Recent studies have led medical professionals to believe that these two symptoms may form a newly identified chronic eye condition known as Dry Eye Blepharitis Syndrome (DEBS).
Blepharitis usually is correlated with an excess of bacteria around the edges of the eyelids and particularly at the follicles of the eyelashes. The bacteria propagate in time and create something medical professionals refer to as “biofilm”.

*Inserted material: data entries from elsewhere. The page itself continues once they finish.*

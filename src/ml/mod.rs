// ============================================================
// Layer 5 — ML / Model Layer (Burn)
// ============================================================
// All Burn model, optimizer and training code lives here.
//
//   leaf_encoder.rs   word embeddings, optionally followed by a
//                     left-to-right and a right-to-left LSTM
//   tree_composer.rs  child-sum Tree-LSTM, one annotation per
//                     node, bottom-up without recursion
//   classifier.rs     tanh MLP, 5 sentiment classes
//   model.rs          the three above wired together, plus the
//                     per-tree loss and softmax predictions
//   optimizer.rs      SGD / Adagrad / Adadelta / RMSProp / Adam
//   trainer.rs        epochs, minibatches, dev evaluation and
//                     best-model checkpointing
//   predictor.rs      checkpoint → per-constituent labels
//
// Backend: NdArray on the CPU by default, Wgpu with the `wgpu`
// feature. Training wraps it in Autodiff.

pub mod leaf_encoder;

pub mod tree_composer;

pub mod classifier;

pub mod model;

pub mod optimizer;

pub mod trainer;

pub mod predictor;

#[cfg(not(feature = "wgpu"))]
pub type InferBackend = burn::backend::NdArray;

#[cfg(feature = "wgpu")]
pub type InferBackend = burn::backend::Wgpu;

pub type TrainBackend = burn::backend::Autodiff<InferBackend>;
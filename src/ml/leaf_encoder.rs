// ============================================================
// Layer 5 — Leaf Encoder
// ============================================================
// Turns the terminals of a tree (left to right) into one vector
// per leaf.
//
// Default mode: plain embedding lookup, no sequence model.
//
// Bidirectional mode (off by default, switched by
// `bidirectional_leaves` in the model config):
//   - a left-to-right LSTM stack and an independent
//     right-to-left LSTM stack, each half the output width
//   - position t's vector is [forward_t ; reverse_t]
//
// Output shape is always [num_leaves, leaf_dim].

use burn::{
    nn::{Embedding, EmbeddingConfig, Lstm, LstmConfig},
    prelude::*,
};

use crate::domain::vocabulary::WordId;

#[derive(Config, Debug)]
pub struct LeafEncoderConfig {
    pub vocab_size:    usize,
    pub embedding_dim: usize,
    /// Width of each leaf vector when the sequence encoder is on;
    /// each direction produces half of it
    pub output_dim:    usize,
    #[config(default = 1)]
    pub layer_count:   usize,
    #[config(default = false)]
    pub bidirectional: bool,
}

impl LeafEncoderConfig {
    pub fn init<B: Backend>(&self, device: &B::Device) -> LeafEncoder<B> {
        let embedding = EmbeddingConfig::new(self.vocab_size, self.embedding_dim).init(device);
        let sequence  = self.bidirectional.then(|| self.build_sequence_encoder(device));
        LeafEncoder { embedding, sequence }
    }

    fn build_sequence_encoder<B: Backend>(&self, device: &B::Device) -> SequenceEncoder<B> {
        let half = self.output_dim / 2;
        let stack = || -> Vec<Lstm<B>> {
            (0..self.layer_count)
                .map(|layer| {
                    let input = if layer == 0 { self.embedding_dim } else { half };
                    LstmConfig::new(input, half, true).init(device)
                })
                .collect()
        };
        SequenceEncoder { left_to_right: stack(), right_to_left: stack() }
    }
}

#[derive(Module, Debug)]
pub struct LeafEncoder<B: Backend> {
    pub embedding: Embedding<B>,
    pub sequence:  Option<SequenceEncoder<B>>,
}

impl<B: Backend> LeafEncoder<B> {
    /// terminals: leaf ids in reading order → [num_leaves, leaf_dim]
    pub fn encode(&self, terminals: &[WordId], device: &B::Device) -> Tensor<B, 2> {
        let len = terminals.len();
        let ids: Vec<i32> = terminals.iter().map(|&w| w as i32).collect();
        let ids = Tensor::<B, 1, Int>::from_ints(ids.as_slice(), device).reshape([1, len]);

        let embedded = self.embedding.forward(ids); // [1, len, embedding_dim]
        let vectors = match &self.sequence {
            Some(sequence) => sequence.forward(embedded),
            None           => embedded,
        };

        let [_, _, dim] = vectors.dims();
        vectors.reshape([len, dim])
    }
}

/// Two one-directional LSTM stacks over the leaf sequence.
#[derive(Module, Debug)]
pub struct SequenceEncoder<B: Backend> {
    pub left_to_right: Vec<Lstm<B>>,
    pub right_to_left: Vec<Lstm<B>>,
}

impl<B: Backend> SequenceEncoder<B> {
    /// [1, len, embedding_dim] → [1, len, 2 * half]
    pub fn forward(&self, embedded: Tensor<B, 3>) -> Tensor<B, 3> {
        let [_, len, _] = embedded.dims();
        let device = embedded.device();

        // Index vector len-1, ..., 0 used to reverse the time axis
        let reversed: Vec<i32> = (0..len as i32).rev().collect();
        let reversed = Tensor::<B, 1, Int>::from_ints(reversed.as_slice(), &device);

        let forward_states = run_stack(&self.left_to_right, embedded.clone());
        let reverse_states = run_stack(&self.right_to_left, embedded.select(1, reversed.clone()))
            // Back to reading order so position t lines up with forward_t
            .select(1, reversed);

        Tensor::cat(vec![forward_states, reverse_states], 2)
    }
}

fn run_stack<B: Backend>(layers: &[Lstm<B>], input: Tensor<B, 3>) -> Tensor<B, 3> {
    layers
        .iter()
        .fold(input, |states, layer| layer.forward(states, None).0)
}

// ─── Unit Tests ───────────────────────────────────────────────────────────────
#[cfg(test)]
mod tests {
    use super::*;
    use burn::backend::NdArray;

    type TestBackend = NdArray;

    #[test]
    fn test_embedding_only_shape() {
        let device = Default::default();
        let encoder = LeafEncoderConfig::new(10, 6, 6).init::<TestBackend>(&device);
        assert!(encoder.sequence.is_none());

        let vectors = encoder.encode(&[1, 2, 3], &device);
        assert_eq!(vectors.dims(), [3, 6]);
    }

    #[test]
    fn test_embedding_rows_follow_terminal_order() {
        let device = Default::default();
        let encoder = LeafEncoderConfig::new(10, 4, 4).init::<TestBackend>(&device);

        let pair     = encoder.encode(&[5, 7], &device);
        let seven    = encoder.encode(&[7], &device);
        let second   = pair.slice([1..2, 0..4]);
        let expected = seven.into_data().to_vec::<f32>().unwrap();
        assert_eq!(second.into_data().to_vec::<f32>().unwrap(), expected);
    }

    #[test]
    fn test_bidirectional_shape() {
        let device = Default::default();
        let encoder = LeafEncoderConfig::new(10, 6, 8)
            .with_bidirectional(true)
            .with_layer_count(2)
            .init::<TestBackend>(&device);
        assert!(encoder.sequence.is_some());

        let vectors = encoder.encode(&[1, 2, 3, 4], &device);
        assert_eq!(vectors.dims(), [4, 8]);
    }
}
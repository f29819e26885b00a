// ============================================================
// Layer 5 — Predictor
// ============================================================
// Loads a checkpoint and labels every constituent of incoming
// trees. The vocabulary comes back frozen, so unseen words map
// to UNK instead of growing the table.

use anyhow::{Context, Result};
use burn::prelude::*;

use crate::domain::prediction::NodePrediction;
use crate::domain::syntax_tree::SyntaxTree;
use crate::domain::traits::SentimentLabeler;
use crate::domain::vocabulary::Vocabulary;
use crate::infra::checkpoint::ModelStore;
use crate::ml::model::SentimentModel;

pub struct Predictor<B: Backend> {
    model:      SentimentModel<B>,
    vocabulary: Vocabulary,
}

impl<B: Backend> Predictor<B> {
    pub fn new(model: SentimentModel<B>, mut vocabulary: Vocabulary) -> Self {
        vocabulary.freeze();
        Self { model, vocabulary }
    }

    pub fn from_checkpoint(store: &ModelStore, device: &B::Device) -> Result<Self> {
        let loaded = store.load::<B>(device)?;
        tracing::info!(
            "Loaded model: vocab={}, node_dim={}, bidirectional_leaves={}",
            loaded.config.vocab_size,
            loaded.config.node_embedding_dim,
            loaded.config.bidirectional_leaves,
        );
        Ok(Self::new(loaded.model, loaded.vocabulary))
    }

    pub fn vocabulary(&self) -> &Vocabulary {
        &self.vocabulary
    }

    /// Parses one input line and numbers its nodes. `None` for the
    /// "()" placeholder.
    pub fn parse_line(&mut self, line: &str) -> Result<Option<SyntaxTree>> {
        let parsed = SyntaxTree::parse(line, &mut self.vocabulary)
            .with_context(|| format!("Malformed tree: {line}"))?;
        Ok(parsed.map(|mut tree| {
            tree.assign_node_ids(0);
            tree
        }))
    }
}

impl<B: Backend> SentimentLabeler for Predictor<B> {
    fn label_tree(&self, tree: &SyntaxTree) -> Result<Vec<NodePrediction>> {
        match self.model.score(tree)? {
            Some(scores) => scores.predictions(),
            None         => Ok(Vec::new()),
        }
    }
}
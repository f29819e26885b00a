// ============================================================
// Layer 5 — Optimizer Selection
// ============================================================
// Maps the user's optimizer choice onto Burn optimizers:
//
//   sgd      → SgdConfig (optional momentum)
//   adagrad  → AdaGradConfig
//   adadelta → Adadelta (below; Burn has none)
//   rmsprop  → RmsPropConfig (rho is Burn's `alpha`)
//   adam     → AdamConfig
//
// Shared by every optimizer:
//   - L2 regularization   → WeightDecayConfig(penalty)
//   - gradient clipping   → GradientClippingConfig::Norm(5.0), applied
//                           to each parameter tensor separately
//
// Only SGD decays its learning rate between epochs, and only when
// --eta-decay is given (the default 0 keeps it constant):
//   lr_epoch = lr / (1 + eta_decay · epoch)

use burn::{
    grad_clipping::GradientClippingConfig,
    module::AutodiffModule,
    optim::{
        adaptor::OptimizerAdaptor, decay::WeightDecayConfig, momentum::MomentumConfig,
        AdaGradConfig, AdamConfig, Optimizer, RmsPropConfig, SgdConfig, SimpleOptimizer,
    },
    prelude::*,
    record::Record,
    tensor::backend::AutodiffBackend,
};
use serde::{Deserialize, Serialize};

use crate::domain::error::ConfigError;

/// Per-parameter gradient norm threshold used when clipping is on.
pub const CLIPPING_THRESHOLD: f32 = 5.0;

#[derive(Debug, Clone, Copy, PartialEq, Eq, Default, Serialize, Deserialize)]
#[serde(rename_all = "lowercase")]
pub enum OptimizerKind {
    #[default]
    Sgd,
    AdaGrad,
    Adadelta,
    RmsProp,
    Adam,
}

impl OptimizerKind {
    pub fn name(self) -> &'static str {
        match self {
            Self::Sgd      => "sgd",
            Self::AdaGrad  => "adagrad",
            Self::Adadelta => "adadelta",
            Self::RmsProp  => "rmsprop",
            Self::Adam     => "adam",
        }
    }
}

/// Optimizer choice plus the hyperparameters given on the command
/// line. `None` means "use the optimizer's default".
#[derive(Debug, Clone, Serialize, Deserialize)]
pub struct OptimizerSettings {
    pub kind:           OptimizerKind,
    /// Every optimizer except Adam
    pub learning_rate:  Option<f64>,
    /// SGD only; turns plain SGD into momentum SGD
    pub momentum:       Option<f64>,
    /// Adam's step size
    pub alpha:          Option<f64>,
    /// Adam first-moment decay
    pub beta1:          Option<f64>,
    /// Adam second-moment decay
    pub beta2:          Option<f64>,
    /// Moving-average decay of RMSProp and Adadelta
    pub rho:            Option<f64>,
    /// Denominator guard; not taken by SGD
    pub epsilon:        Option<f64>,
    /// L2 penalty, 0 disables weight decay
    pub regularization: f64,
    /// Per-epoch SGD learning-rate decay, 0 keeps it constant
    pub eta_decay:      f64,
    /// Clip each gradient tensor to norm CLIPPING_THRESHOLD
    pub clipping:       bool,
}

impl Default for OptimizerSettings {
    fn default() -> Self {
        Self {
            kind:           OptimizerKind::Sgd,
            learning_rate:  None,
            momentum:       None,
            alpha:          None,
            beta1:          None,
            beta2:          None,
            rho:            None,
            epsilon:        None,
            regularization: 0.0,
            eta_decay:      0.0,
            clipping:       true,
        }
    }
}

impl OptimizerSettings {
    pub fn new(kind: OptimizerKind) -> Self {
        Self { kind, ..Self::default() }
    }

    /// Rejects hyperparameters that the chosen optimizer does not take.
    pub fn validate(&self) -> Result<(), ConfigError> {
        use OptimizerKind::*;
        let optimizer = self.kind.name();
        let reject = |option: &'static str| Err(ConfigError::UnsupportedOption { option, optimizer });

        if self.momentum.is_some() && self.kind != Sgd {
            return reject("momentum");
        }
        if self.kind != Adam {
            if self.alpha.is_some() {
                return reject("alpha");
            }
            if self.beta1.is_some() {
                return reject("beta1");
            }
            if self.beta2.is_some() {
                return reject("beta2");
            }
        }
        if self.kind == Adam && self.learning_rate.is_some() {
            return reject("learning_rate");
        }
        if self.rho.is_some() && !matches!(self.kind, RmsProp | Adadelta) {
            return reject("rho");
        }
        if self.epsilon.is_some() && self.kind == Sgd {
            return reject("epsilon");
        }
        Ok(())
    }

    /// Learning rate before any decay. For Adam this is `alpha`.
    pub fn base_learning_rate(&self) -> f64 {
        match self.kind {
            OptimizerKind::Sgd => self
                .learning_rate
                .unwrap_or(if self.momentum.is_some() { 0.01 } else { 0.1 }),
            OptimizerKind::AdaGrad  => self.learning_rate.unwrap_or(0.1),
            OptimizerKind::Adadelta => self.learning_rate.unwrap_or(1.0),
            OptimizerKind::RmsProp  => self.learning_rate.unwrap_or(0.1),
            OptimizerKind::Adam     => self.alpha.unwrap_or(0.001),
        }
    }

    /// Learning rate for a zero-based epoch index.
    pub fn learning_rate_for_epoch(&self, epoch: usize) -> f64 {
        let base = self.base_learning_rate();
        match self.kind {
            OptimizerKind::Sgd => base / (1.0 + self.eta_decay * epoch as f64),
            _                  => base,
        }
    }

    pub fn epsilon(&self) -> f64 {
        self.epsilon.unwrap_or(match self.kind {
            OptimizerKind::Adadelta => 1e-6,
            OptimizerKind::Adam     => 1e-8,
            _                       => 1e-20,
        })
    }

    pub fn rho(&self) -> f64 {
        self.rho.unwrap_or(0.95)
    }

    fn weight_decay(&self) -> Option<WeightDecayConfig> {
        (self.regularization > 0.0).then(|| WeightDecayConfig::new(self.regularization as f32))
    }

    fn clipping_config(&self) -> Option<GradientClippingConfig> {
        self.clipping.then_some(GradientClippingConfig::Norm(CLIPPING_THRESHOLD))
    }

    // ── Burn optimizer builders ───────────────────────────────────────────────
    // One per kind; the trainer picks which to call.

    pub fn sgd<B: AutodiffBackend, M: AutodiffModule<B>>(&self) -> impl Optimizer<M, B> {
        let momentum = self.momentum.map(|m| {
            MomentumConfig::new()
                .with_momentum(m)
                .with_dampening(0.0)
                .with_nesterov(false)
        });
        SgdConfig::new()
            .with_momentum(momentum)
            .with_weight_decay(self.weight_decay())
            .with_gradient_clipping(self.clipping_config())
            .init::<B, M>()
    }

    pub fn adagrad<B: AutodiffBackend, M: AutodiffModule<B>>(&self) -> impl Optimizer<M, B> {
        AdaGradConfig::new()
            .with_lr_decay(0.0)
            .with_epsilon(self.epsilon() as f32)
            .with_weight_decay(self.weight_decay())
            .with_grad_clipping(self.clipping_config())
            .init::<B, M>()
    }

    pub fn adadelta<B: AutodiffBackend, M: AutodiffModule<B>>(&self) -> impl Optimizer<M, B> {
        AdadeltaConfig::new()
            .with_rho(self.rho())
            .with_epsilon(self.epsilon())
            .with_weight_decay(self.regularization)
            .with_grad_clipping(self.clipping_config())
            .init::<B, M>()
    }

    pub fn rmsprop<B: AutodiffBackend, M: AutodiffModule<B>>(&self) -> impl Optimizer<M, B> {
        RmsPropConfig::new()
            .with_alpha(self.rho() as f32)
            .with_momentum(0.0)
            .with_centered(false)
            .with_epsilon(self.epsilon() as f32)
            .with_weight_decay(self.weight_decay())
            .with_grad_clipping(self.clipping_config())
            .init::<B, M>()
    }

    pub fn adam<B: AutodiffBackend, M: AutodiffModule<B>>(&self) -> impl Optimizer<M, B> {
        AdamConfig::new()
            .with_beta_1(self.beta1.unwrap_or(0.9) as f32)
            .with_beta_2(self.beta2.unwrap_or(0.999) as f32)
            .with_epsilon(self.epsilon() as f32)
            .with_weight_decay(self.weight_decay())
            .with_grad_clipping(self.clipping_config())
            .init::<B, M>()
    }
}

// ─── Adadelta ─────────────────────────────────────────────────────────────────
// Zeiler (2012):
//   E[g²]  = ρ·E[g²]  + (1-ρ)·g²
//   Δx     = -√(E[Δx²] + ε) / √(E[g²] + ε) · g
//   E[Δx²] = ρ·E[Δx²] + (1-ρ)·Δx²
//   x      = x + lr·Δx

// No Debug: GradientClippingConfig does not implement it
#[derive(Config)]
pub struct AdadeltaConfig {
    #[config(default = 0.95)]
    pub rho:           f64,
    #[config(default = 1e-6)]
    pub epsilon:       f64,
    /// L2 penalty added to the gradient
    #[config(default = 0.0)]
    pub weight_decay:  f64,
    pub grad_clipping: Option<GradientClippingConfig>,
}

impl AdadeltaConfig {
    pub fn init<B: AutodiffBackend, M: AutodiffModule<B>>(&self) -> OptimizerAdaptor<Adadelta, M, B> {
        let optim = Adadelta {
            rho:          self.rho,
            epsilon:      self.epsilon,
            weight_decay: self.weight_decay,
        };
        let mut adaptor = OptimizerAdaptor::from(optim);
        if let Some(clipping) = &self.grad_clipping {
            adaptor = adaptor.with_grad_clipping(clipping.init());
        }
        adaptor
    }
}

#[derive(Debug, Clone)]
pub struct Adadelta {
    rho:          f64,
    epsilon:      f64,
    weight_decay: f64,
}

/// Running averages for one parameter tensor.
#[derive(Record, Clone)]
pub struct AdadeltaState<B: Backend, const D: usize> {
    pub square_grad:   Tensor<B, D>,
    pub square_update: Tensor<B, D>,
}

impl<B: Backend> SimpleOptimizer<B> for Adadelta {
    type State<const D: usize> = AdadeltaState<B, D>;

    fn step<const D: usize>(
        &self,
        lr:     f64,
        tensor: Tensor<B, D>,
        grad:   Tensor<B, D>,
        state:  Option<Self::State<D>>,
    ) -> (Tensor<B, D>, Option<Self::State<D>>) {
        let grad = if self.weight_decay > 0.0 {
            grad + tensor.clone().mul_scalar(self.weight_decay)
        } else {
            grad
        };

        let (square_grad, square_update) = match state {
            Some(state) => (state.square_grad, state.square_update),
            None        => (grad.zeros_like(), grad.zeros_like()),
        };

        let rho = self.rho;
        let square_grad = square_grad.mul_scalar(rho)
            + grad.clone().powf_scalar(2.0).mul_scalar(1.0 - rho);

        let update = square_update.clone().add_scalar(self.epsilon).sqrt()
            .div(square_grad.clone().add_scalar(self.epsilon).sqrt())
            .mul(grad)
            .neg();

        let square_update = square_update.mul_scalar(rho)
            + update.clone().powf_scalar(2.0).mul_scalar(1.0 - rho);

        let tensor = tensor + update.mul_scalar(lr);
        (tensor, Some(AdadeltaState { square_grad, square_update }))
    }

    fn to_device<const D: usize>(state: Self::State<D>, device: &B::Device) -> Self::State<D> {
        AdadeltaState {
            square_grad:   state.square_grad.to_device(device),
            square_update: state.square_update.to_device(device),
        }
    }
}
// ============================================================
// Layer 2 — Application / Use Cases
// ============================================================
// Orchestrates the other layers for one goal each (training or
// prediction). No model math and no argument parsing here, only
// workflow coordination.

// The training workflow
pub mod train_use_case;

// Per-constituent prediction over stdin-style input
pub mod predict_use_case;
// ============================================================
// Layer 3 — Core Traits (Abstractions)
// ============================================================
// The seams between the data layer, the model and the use
// cases:
//
//   TreeSource       → anything that yields parsed trees
//                      (corpus files, in-memory lines in tests)
//   SentimentLabeler → anything that labels every constituent
//                      of a tree (the trained Tree-LSTM)
//
// The use cases only see these traits, so the pipeline can be
// exercised end to end without touching the filesystem.

use anyhow::Result;

use crate::domain::prediction::NodePrediction;
use crate::domain::syntax_tree::SyntaxTree;
use crate::domain::vocabulary::Vocabulary;

// ─── TreeSource ───────────────────────────────────────────────────────────────
/// A source of bracket-notation trees.
///
/// Implementations:
///   - TreeFileLoader → one tree per line of a corpus file
///   - InlineTrees    → a fixed list of lines
pub trait TreeSource {
    /// Parse every tree, converting tokens through `vocab`.
    /// Failed-parse placeholders are dropped; malformed trees are
    /// errors. Returned trees already carry node ids.
    fn load_trees(&self, vocab: &mut Vocabulary) -> Result<Vec<SyntaxTree>>;
}

// ─── SentimentLabeler ─────────────────────────────────────────────────────────
/// Predicts a sentiment distribution for every non-terminal.
///
/// Implementations:
///   - Predictor → a checkpointed Tree-LSTM model
pub trait SentimentLabeler {
    /// One prediction per non-terminal, in post-order.
    fn label_tree(&self, tree: &SyntaxTree) -> Result<Vec<NodePrediction>>;
}
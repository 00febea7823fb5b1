use crate::state::AppState;
use axum::Router;

mod dto;
pub mod handlers;
pub mod repo;

pub fn router() -> Router<AppState> {
    handlers::product_routes()
}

This biofilm is much like plaque that appears on teeth. It is a toxic environment that allows eyelash mites called “Demodex” feed and thrive. This results in a flourishing of these mites, and this further worsens the eyelid inflammation already in place. Within the biofilm also resides a variety of bacteria that create substances known as “exotoxins “. This can cause inflammation of meibomian glands, which are oil glands responsible for secreting oil that coats the eye’s surface. This leads to a condition known as Meibomian Gland Dysfunction (MGD for short), which may also lead to a worsening of dry eye symptoms.
Other causes may be due to our daily routines. Our eyelids may become infected due to accumulation of oil or dirt at the roots of the lashes. Many times, inadequate removal of makeup is a major culprit.